Une PME en bonne santé
De quelques milliers de dollars à l’origine, Enersa est aujourd’hui une PME avec un chiffre d’affaires de plus d’un million de dollars employant une trentaine de personnes. Depuis sa création, l’entreprise a procédé à de nombreuses installations de systèmes solaires domestiques et de lampadaires solaires à travers le pays. En collaboration avec le SERF, ils ont installé 170 kW de panneaux solaires pour électrifier les communes de Port-à-Piment, Roche-à-Bateau et Côteaux dans le département du Sud. Suite à une joint-venture avec la firme Geninov, Enersa a également installé 100 kW de solaire et 500 kW/h de batteries au Ciné Triomphe pour alimenter le Champ-de-Mars. Actuellement, l’entreprise installe l’énergie solaire dans la prison civile de Cabaret qui est en phase de finition.

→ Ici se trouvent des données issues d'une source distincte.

use std::fmt;

/// agui_storage 的统一错误类型
#[derive(Debug)]
pub enum StorageError {
    /// 底层存储（substrate）错误
    Substrate(SubstrateError),
    /// 序列化/反序列化错误
    Serialization(String),
    /// 配置错误
    Config(ConfigError),
    /// IO 错误
    Io(std::io::Error),
}

/// 底层存储错误
#[derive(Debug)]
pub enum SubstrateError {
    /// 写入后超出容量上限
    QuotaExceeded { needed: usize, capacity: usize },
    /// 存储不可用（锁中毒、访问被拒绝等）
    Unavailable(String),
    /// 持久化文件读写失败
    Io(String),
}

/// 配置错误
#[derive(Debug)]
pub enum ConfigError {
    /// 配置文件未找到
    FileNotFound(String),
    /// 配置解析失败
    ParseFailed(String),
    /// 配置值无效
    InvalidValue { field: String, message: String },
}

impl fmt::Display for StorageError {
    fn fmt(&self, f: &mut fmt::Formatter<'_>) -> fmt::Result {
        match self {
            StorageError::Substrate(e) => write!(f, "Substrate Error: {}", e),
            StorageError::Serialization(msg) => write!(f, "Serialization Error: {}", msg),
            StorageError::Config(e) => write!(f, "Config Error: {}", e),
            StorageError::Io(e) => write!(f, "IO Error: {}", e),
        }
    }
}

impl fmt::Display for SubstrateError {
    fn fmt(&self, f: &mut fmt::Formatter<'_>) -> fmt::Result {
        match self {
            SubstrateError::QuotaExceeded { needed, capacity } => write!(
                f,
                "Quota exceeded: {} bytes needed, capacity is {} bytes",
                needed, capacity
            ),
            SubstrateError::Unavailable(msg) => write!(f, "Storage unavailable: {}", msg),
            SubstrateError::Io(msg) => write!(f, "Storage IO failed: {}", msg),
        }
    }
}

impl fmt::Display for ConfigError {
    fn fmt(&self, f: &mut fmt::Formatter<'_>) -> fmt::Result {
        match self {
            ConfigError::FileNotFound(path) => write!(f, "Config file not found: {}", path),
            ConfigError::ParseFailed(msg) => write!(f, "Failed to parse config: {}", msg),
            ConfigError::InvalidValue { field, message } => {
                write!(f, "Invalid config value for '{}': {}", field, message)
            }
        }
    }
}

impl std::error::Error for StorageError {
    fn source(&self) -> Option<&(dyn std::error::Error + 'static)> {
        match self {
            StorageError::Substrate(e) => Some(e),
            StorageError::Config(e) => Some(e),
            StorageError::Io(e) => Some(e),
            StorageError::Serialization(_) => None,
        }
    }
}

impl std::error::Error for SubstrateError {}
impl std::error::Error for ConfigError {}

// From 转换实现
impl From<std::io::Error> for StorageError {
    fn from(err: std::io::Error) -> Self {
        StorageError::Io(err)
    }
}

impl From<serde_json::Error> for StorageError {
    fn from(err: serde_json::Error) -> Self {
        StorageError::Serialization(err.to_string())
    }
}

impl From<serde_yaml::Error> for StorageError {
    fn from(err: serde_yaml::Error) -> Self {
        StorageError::Config(ConfigError::ParseFailed(err.to_string()))
    }
}

impl From<SubstrateError> for StorageError {
    fn from(err: SubstrateError) -> Self {
        StorageError::Substrate(err)
    }
}

impl From<ConfigError> for StorageError {
    fn from(err: ConfigError) -> Self {
        StorageError::Config(err)
    }
}

impl StorageError {
    /// 是否为容量超限错误
    pub fn is_quota_exceeded(&self) -> bool {
        matches!(
            self,
            StorageError::Substrate(SubstrateError::QuotaExceeded { .. })
        )
    }
}

// 便捷的 Result 类型别名
pub type Result<T> = std::result::Result<T, StorageError>;
//! 带命名空间的异步 KV 适配器
//!
//! [`ChatStorage`] 把同步的 [`Substrate`] 包装成异步接口：
//!
//! - 所有 key 自动加上前缀（默认 `"agui-chat:"`），与共享同一 substrate 的其他数据隔离
//! - 值以 JSON 文本存储，读取时反序列化为调用方期望的类型
//! - 在四个原语（get / set / remove / keys）之上提供会话、主题、配置、附件等便捷方法
//!
//! 错误策略：
//!
//! | 操作 | 失败时 |
//! |------|--------|
//! | 读（`get` / `lookup`） | 记录 warn，按未命中返回 |
//! | 写 / 删（`set` / `remove` / `clear`） | 记录 error，向上传播 |
//! | 枚举 / 统计（`keys` / `storage_stats`） | 记录 warn，退化为空结果 |
//!
//! ## 快速上手
//!
//! ```rust,no_run
//! use agui_storage::storage::{ChatStorage, MemorySubstrate};
//! use serde_json::json;
//! use std::sync::Arc;
//!
//! # async fn example() -> agui_storage::error::Result<()> {
//! let storage = ChatStorage::with_prefix(Arc::new(MemorySubstrate::new()), "t:");
//! storage.set_theme(&json!({"mode": "dark"})).await?;
//! let theme: Option<serde_json::Value> = storage.get_theme().await;
//! # Ok(())
//! # }
//! ```

use crate::config::{BackendConfig, DEFAULT_PREFIX, StorageConfig};
use crate::error::{Result, StorageError};
use crate::storage::keys::{Namespace, StorageKey};
use crate::storage::substrate::{DEFAULT_CAPACITY, FileSubstrate, MemorySubstrate, Substrate};
use async_trait::async_trait;
use chrono::{DateTime, NaiveDate, NaiveDateTime, Utc};
use serde::Serialize;
use serde::de::DeserializeOwned;
use serde_json::Value;
use std::sync::Arc;
use std::time::Duration;
use tracing::{debug, error, info, warn};

const UPDATED_AT_FIELD: &str = "updatedAt";

// ── Lookup ───────────────────────────────────────────────────────────────────

/// 单次读取的结果，区分真正的未命中与无法解析的值
#[derive(Debug, Clone, PartialEq)]
pub enum Lookup<T> {
    Found(T),
    NotFound,
    /// 值无法读取或无法反序列化为目标类型
    Corrupt(String),
}

impl<T> Lookup<T> {
    /// 折叠为 `Option`，`NotFound` 与 `Corrupt` 都视为 `None`
    pub fn into_option(self) -> Option<T> {
        match self {
            Lookup::Found(value) => Some(value),
            Lookup::NotFound | Lookup::Corrupt(_) => None,
        }
    }

    pub fn is_found(&self) -> bool {
        matches!(self, Lookup::Found(_))
    }

    pub fn is_corrupt(&self) -> bool {
        matches!(self, Lookup::Corrupt(_))
    }
}

// ── StorageStats / CleanupReport ─────────────────────────────────────────────

/// 当前前缀下的占用统计
#[derive(Debug, Clone, Copy, PartialEq, Eq, Serialize)]
pub struct StorageStats {
    /// 所有值文本的字节数之和
    pub used: usize,
    /// 容量估计值
    pub total: usize,
    /// key 数量
    pub count: usize,
}

/// 一次 `cleanup` 的执行结果
#[derive(Debug, Clone, Default, PartialEq, Eq, Serialize)]
pub struct CleanupReport {
    /// 检查过的会话数
    pub scanned: usize,
    /// 被删除的会话 id
    pub removed: Vec<String>,
    /// 缺少或无法解析 `updatedAt` 而跳过的会话数
    pub skipped: usize,
    /// 删除失败的会话数
    pub failed: usize,
}

// ── KeyValueStore trait ──────────────────────────────────────────────────────

/// 与具体 substrate 无关的异步 KV 接口（JSON 值）
///
/// 调用方只依赖该接口，即可在内存、文件或其他后端之间切换。
#[async_trait]
pub trait KeyValueStore: Send + Sync {
    /// 读取并区分未命中 / 损坏
    async fn lookup_value(&self, key: &str) -> Lookup<Value>;

    /// 读取，未命中或损坏时返回 `None`
    async fn get_value(&self, key: &str) -> Option<Value> {
        self.lookup_value(key).await.into_option()
    }

    /// 写入或覆盖
    async fn set_value(&self, key: &str, value: &Value) -> Result<()>;

    /// 删除，不存在时视为成功
    async fn remove(&self, key: &str) -> Result<()>;

    /// 删除当前前缀下的全部 key
    async fn clear(&self) -> Result<()>;

    /// 列出当前前缀下的逻辑 key（已去掉前缀）
    async fn keys(&self) -> Vec<String>;
}

// ── ChatStorage ──────────────────────────────────────────────────────────────

/// 带前缀命名空间、JSON 序列化的聊天数据存储
#[derive(Clone)]
pub struct ChatStorage {
    substrate: Arc<dyn Substrate>,
    prefix: String,
    capacity: usize,
    cleanup_max_age: Duration,
}

impl ChatStorage {
    /// 使用默认前缀 `"agui-chat:"`
    pub fn new(substrate: Arc<dyn Substrate>) -> Self {
        Self::with_prefix(substrate, DEFAULT_PREFIX)
    }

    pub fn with_prefix(substrate: Arc<dyn Substrate>, prefix: impl Into<String>) -> Self {
        Self {
            substrate,
            prefix: prefix.into(),
            capacity: DEFAULT_CAPACITY,
            cleanup_max_age: StorageConfig::default().cleanup_max_age(),
        }
    }

    /// 按配置创建 substrate 与适配器
    pub fn from_config(config: &StorageConfig) -> Result<Self> {
        config.validate()?;
        let substrate: Arc<dyn Substrate> = match &config.backend {
            BackendConfig::Memory => Arc::new(MemorySubstrate::with_capacity(config.capacity_bytes)),
            BackendConfig::File { path } => Arc::new(FileSubstrate::open_with_capacity(
                path,
                config.capacity_bytes,
            )?),
        };
        info!(prefix = %config.prefix, backend = ?config.backend, "📦 ChatStorage 初始化");
        Ok(Self::with_prefix(substrate, config.prefix.clone())
            .with_capacity(config.capacity_bytes)
            .with_cleanup_max_age(config.cleanup_max_age()))
    }

    /// 设置 `storage_stats().total` 报告的容量估计值
    pub fn with_capacity(mut self, capacity: usize) -> Self {
        self.capacity = capacity;
        self
    }

    /// 设置 [`cleanup_default`](Self::cleanup_default) 使用的阈值
    pub fn with_cleanup_max_age(mut self, max_age: Duration) -> Self {
        self.cleanup_max_age = max_age;
        self
    }

    pub fn prefix(&self) -> &str {
        &self.prefix
    }

    pub fn substrate(&self) -> &Arc<dyn Substrate> {
        &self.substrate
    }

    fn namespaced(&self, key: &str) -> String {
        format!("{}{}", self.prefix, key)
    }

    // ── 基础操作 ──

    /// 读取并反序列化，区分未命中与损坏
    pub async fn lookup<T: DeserializeOwned>(&self, key: &str) -> Lookup<T> {
        let raw = match self.substrate.get_item(&self.namespaced(key)) {
            Ok(Some(raw)) => raw,
            Ok(None) => return Lookup::NotFound,
            Err(e) => {
                warn!(key = %key, error = %e, "⚠️ 读取失败，按未命中处理");
                return Lookup::Corrupt(e.to_string());
            }
        };
        match serde_json::from_str(&raw) {
            Ok(value) => Lookup::Found(value),
            Err(e) => {
                warn!(key = %key, error = %e, "⚠️ 值无法解析，按未命中处理");
                Lookup::Corrupt(e.to_string())
            }
        }
    }

    /// 读取，未命中或损坏时返回 `None`
    pub async fn get<T: DeserializeOwned>(&self, key: &str) -> Option<T> {
        self.lookup(key).await.into_option()
    }

    /// 序列化并写入；序列化失败或 substrate 写入失败（如超出容量）时返回错误
    pub async fn set<T: Serialize + ?Sized>(&self, key: &str, value: &T) -> Result<()> {
        let text = serde_json::to_string(value).map_err(|e| {
            error!(key = %key, error = %e, "❌ 序列化失败");
            StorageError::from(e)
        })?;
        self.substrate
            .set_item(&self.namespaced(key), &text)
            .inspect_err(|e| error!(key = %key, error = %e, "❌ 写入失败"))?;
        debug!(key = %key, bytes = text.len(), "💾 已写入");
        Ok(())
    }

    pub async fn remove(&self, key: &str) -> Result<()> {
        self.substrate
            .remove_item(&self.namespaced(key))
            .inspect_err(|e| error!(key = %key, error = %e, "❌ 删除失败"))?;
        debug!(key = %key, "🗑️ 已删除");
        Ok(())
    }

    /// 删除当前前缀下的全部 key，遇到第一个删除失败即返回
    pub async fn clear(&self) -> Result<()> {
        let keys = self.keys().await;
        for key in &keys {
            self.remove(key).await?;
        }
        info!(prefix = %self.prefix, removed = keys.len(), "🧹 已清空");
        Ok(())
    }

    /// 列出当前前缀下的逻辑 key；枚举失败时返回空列表
    pub async fn keys(&self) -> Vec<String> {
        match self.substrate.keys() {
            Ok(all) => all
                .into_iter()
                .filter_map(|k| k.strip_prefix(self.prefix.as_str()).map(String::from))
                .collect(),
            Err(e) => {
                warn!(prefix = %self.prefix, error = %e, "⚠️ 枚举 key 失败");
                Vec::new()
            }
        }
    }

    async fn keys_in(&self, namespace: Namespace) -> Vec<String> {
        self.keys()
            .await
            .into_iter()
            .filter(|k| k.starts_with(namespace.prefix()))
            .collect()
    }

    // ── 会话 ──

    /// 所有会话的逻辑 key（`conversation:<id>`）
    pub async fn conversations(&self) -> Vec<String> {
        self.keys_in(Namespace::Conversation).await
    }

    /// 所有会话摘要的逻辑 key（`conversation-summary:<id>`）
    pub async fn conversation_summaries(&self) -> Vec<String> {
        self.keys_in(Namespace::ConversationSummary).await
    }

    /// 所有会话 id
    pub async fn conversation_ids(&self) -> Vec<String> {
        self.conversations()
            .await
            .iter()
            .filter_map(|k| Namespace::Conversation.strip(k).map(String::from))
            .collect()
    }

    pub async fn set_conversation<T: Serialize + ?Sized>(&self, id: &str, value: &T) -> Result<()> {
        self.set(&Namespace::Conversation.key(id).logical(), value).await
    }

    pub async fn get_conversation<T: DeserializeOwned>(&self, id: &str) -> Option<T> {
        self.get(&Namespace::Conversation.key(id).logical()).await
    }

    /// 删除会话及其摘要
    ///
    /// 两次删除相互独立：会话先删，若随后删除摘要失败，会话不会恢复。
    pub async fn remove_conversation(&self, id: &str) -> Result<()> {
        self.remove(&Namespace::Conversation.key(id).logical()).await?;
        self.remove(&Namespace::ConversationSummary.key(id).logical())
            .await
    }

    pub async fn set_conversation_summary<T: Serialize + ?Sized>(
        &self,
        id: &str,
        value: &T,
    ) -> Result<()> {
        self.set(&Namespace::ConversationSummary.key(id).logical(), value)
            .await
    }

    pub async fn get_conversation_summary<T: DeserializeOwned>(&self, id: &str) -> Option<T> {
        self.get(&Namespace::ConversationSummary.key(id).logical())
            .await
    }

    // ── 主题 / 配置 ──

    pub async fn set_theme<T: Serialize + ?Sized>(&self, value: &T) -> Result<()> {
        self.set(&StorageKey::Theme.logical(), value).await
    }

    pub async fn get_theme<T: DeserializeOwned>(&self) -> Option<T> {
        self.get(&StorageKey::Theme.logical()).await
    }

    pub async fn set_config<T: Serialize + ?Sized>(&self, value: &T) -> Result<()> {
        self.set(&StorageKey::Config.logical(), value).await
    }

    pub async fn get_config<T: DeserializeOwned>(&self) -> Option<T> {
        self.get(&StorageKey::Config.logical()).await
    }

    // ── 文件附件 ──

    pub async fn set_file_attachment<T: Serialize + ?Sized>(
        &self,
        id: &str,
        value: &T,
    ) -> Result<()> {
        self.set(&Namespace::File.key(id).logical(), value).await
    }

    pub async fn get_file_attachment<T: DeserializeOwned>(&self, id: &str) -> Option<T> {
        self.get(&Namespace::File.key(id).logical()).await
    }

    pub async fn remove_file_attachment(&self, id: &str) -> Result<()> {
        self.remove(&Namespace::File.key(id).logical()).await
    }

    // ── 维护 ──

    /// 按配置的阈值（默认 30 天）清理过期会话
    pub async fn cleanup_default(&self) -> CleanupReport {
        self.cleanup(self.cleanup_max_age).await
    }

    /// 删除 `updatedAt` 早于 `max_age` 的会话及其摘要
    pub async fn cleanup(&self, max_age: Duration) -> CleanupReport {
        self.cleanup_at(max_age, Utc::now()).await
    }

    /// 以 `now` 为当前时间执行清理
    ///
    /// 尽力而为：单个会话删除失败只记录并计数，不中断后续清理。
    /// 缺少 `updatedAt`、值损坏或时间无法解析的会话会被跳过，不会被删除。
    pub async fn cleanup_at(&self, max_age: Duration, now: DateTime<Utc>) -> CleanupReport {
        let now_ms = now.timestamp_millis();
        let max_age_ms = i64::try_from(max_age.as_millis()).unwrap_or(i64::MAX);
        let mut report = CleanupReport::default();

        for id in self.conversation_ids().await {
            report.scanned += 1;
            let updated_ms = self
                .get::<Value>(&Namespace::Conversation.key(id.as_str()).logical())
                .await
                .as_ref()
                .and_then(updated_at_millis);
            let Some(updated_ms) = updated_ms else {
                debug!(conversation = %id, "⏭️ 缺少 updatedAt，跳过");
                report.skipped += 1;
                continue;
            };
            if now_ms.saturating_sub(updated_ms) <= max_age_ms {
                continue;
            }
            let removed = self.remove_conversation(&id).await;
            match removed {
                Ok(()) => report.removed.push(id),
                Err(e) => {
                    warn!(conversation = %id, error = %e, "⚠️ 清理会话失败，继续");
                    report.failed += 1;
                }
            }
        }

        info!(
            scanned = report.scanned,
            removed = report.removed.len(),
            skipped = report.skipped,
            failed = report.failed,
            "🧹 会话清理完成"
        );
        report
    }

    /// 当前前缀下的占用统计；读取失败的值按 0 字节计
    pub async fn storage_stats(&self) -> StorageStats {
        let keys = self.keys().await;
        let used: usize = keys
            .iter()
            .filter_map(|k| self.substrate.get_item(&self.namespaced(k)).ok().flatten())
            .map(|v| v.len())
            .sum();
        StorageStats {
            used,
            total: self.capacity,
            count: keys.len(),
        }
    }
}

#[async_trait]
impl KeyValueStore for ChatStorage {
    async fn lookup_value(&self, key: &str) -> Lookup<Value> {
        self.lookup(key).await
    }

    async fn set_value(&self, key: &str, value: &Value) -> Result<()> {
        self.set(key, value).await
    }

    async fn remove(&self, key: &str) -> Result<()> {
        ChatStorage::remove(self, key).await
    }

    async fn clear(&self) -> Result<()> {
        ChatStorage::clear(self).await
    }

    async fn keys(&self) -> Vec<String> {
        ChatStorage::keys(self).await
    }
}

// ── 私有工具函数 ──────────────────────────────────────────────────────────────

/// 解析 `updatedAt`：数字视为毫秒时间戳，字符串支持 RFC 3339、无时区日期时间及纯日期
fn updated_at_millis(value: &Value) -> Option<i64> {
    match value.get(UPDATED_AT_FIELD)? {
        Value::Number(n) => n.as_i64().or_else(|| float_millis(n.as_f64()?)),
        Value::String(s) => parse_timestamp(s.trim()),
        _ => None,
    }
}

/// 超出 i64 范围的数字（如大于 `i64::MAX` 的 u64）无法表示为时间戳，按无法解析处理
fn float_millis(f: f64) -> Option<i64> {
    if f.is_finite() && f >= i64::MIN as f64 && f < i64::MAX as f64 {
        Some(f as i64)
    } else {
        None
    }
}

/// 纯数字字符串（如 `"2026"`、`"20261017"`）不是时间戳，返回 `None`
fn parse_timestamp(s: &str) -> Option<i64> {
    if let Ok(dt) = DateTime::parse_from_rfc3339(s) {
        return Some(dt.timestamp_millis());
    }
    if let Ok(dt) = NaiveDateTime::parse_from_str(s, "%Y-%m-%dT%H:%M:%S%.f") {
        return Some(dt.and_utc().timestamp_millis());
    }
    NaiveDate::parse_from_str(s, "%Y-%m-%d")
        .ok()
        .and_then(|d| d.and_hms_opt(0, 0, 0))
        .map(|dt| dt.and_utc().timestamp_millis())
}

 LES DEUX FONDATEURS D’ENERSA, Jean Ronel Noël et Alex Georges.
LES DEUX FONDATEURS D’ENERSA et Alex Georges.

« Notre principal facteur de blocage c’est qu’il n’y a pas un Etat visionnaire en Haïti », souligne Alex Georges. Depuis sa création, Enersa est ignorée des autorités publiques. Pourtant, son expertise a été employée au Sénégal, en Afrique, où elle procède à la formation de jeunes Africains. Pour les deux entrepreneurs, ce n’est pas encore une histoire à succès puisque les objectifs de départ sont loin d’être atteints. Et ils estiment que, aussi longtemps que le blackout régnera en Haïti, Enersa aura toujours sa place au soleil.